The cabled bit goes like this
WAN
^BT Openreach Fibre Modem
^-Router
^--GS110TP <-- IP cameras, TP Link EAS245 AP, Video Door Bell
^--GS116Ev2 <-- Synology Media NAS, TVs, STBs, PS4, Games PCs, some LAN sockets, Philips Hue
^--GS116Ev2 <-- Synology Work NAS, ReadyNAS, PCs, Printer, some LAN sockets
^--Fibaro HC2
(rest via Wifi)

I hadn't though of Cisco, but have of course head of them for business. User reviews e.g. here & here make it seem as though these wouldn't cope any better than the Synology. Do you have first hand experience? Also no Wifi and relatively slow speeds compared to the consumer market at the same price point, but I expect support should be much better. >>> Unless you purchase support, don't expect anything beyond the forums. i run a couple RV325s at home without issue but i don;t use security cams.

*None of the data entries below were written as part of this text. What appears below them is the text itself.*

//! Test utilities shared across test modules

use crate::ui::{ColorMode, Ui};
use std::path::PathBuf;
use tempfile::TempDir;

/// Write `content` to `config.yaml` inside the temp directory and return its path
pub fn setup_config(temp_dir: &TempDir, content: &str) -> PathBuf {
    let path = temp_dir.path().join("config.yaml");
    std::fs::write(&path, content).unwrap();
    path
}

/// Plain-text UI so test output carries no escape codes
pub fn test_ui() -> Ui {
    Ui::new(ColorMode::Never, false)
}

I looked at the home page but don't really know what this is. Some kind of firewall switch 'project' that has hardware as well? Is there a particular model that you're thinking of? I couldn't work it out - its obviously aimed at experts.
. yes, that's why I'm wondering if people have first hand experience of a similar situation and a decent product with decent support. >>>research threads here about pfsense. it does have a learning curve, so if you need something simple, not for you.
Why? Shouldn't I be able to expect that a router can cope with routing this [surely relatively low complexity] demand?

Not necessarily. Most of your traffic may not need routing. Switching more likely unless it has to talk with the internet.

Have you reviewed the logs on the Synology to see what might be causing the issue ?
i had old linksys gear that would have to be re-booted once a week to clear up issues. Once every few days sounds like poor firmware or overload or hardware issues. i doubt the former. If all the traffic had to go through the router, then it could be too much load or misconfiguration or thermal issues.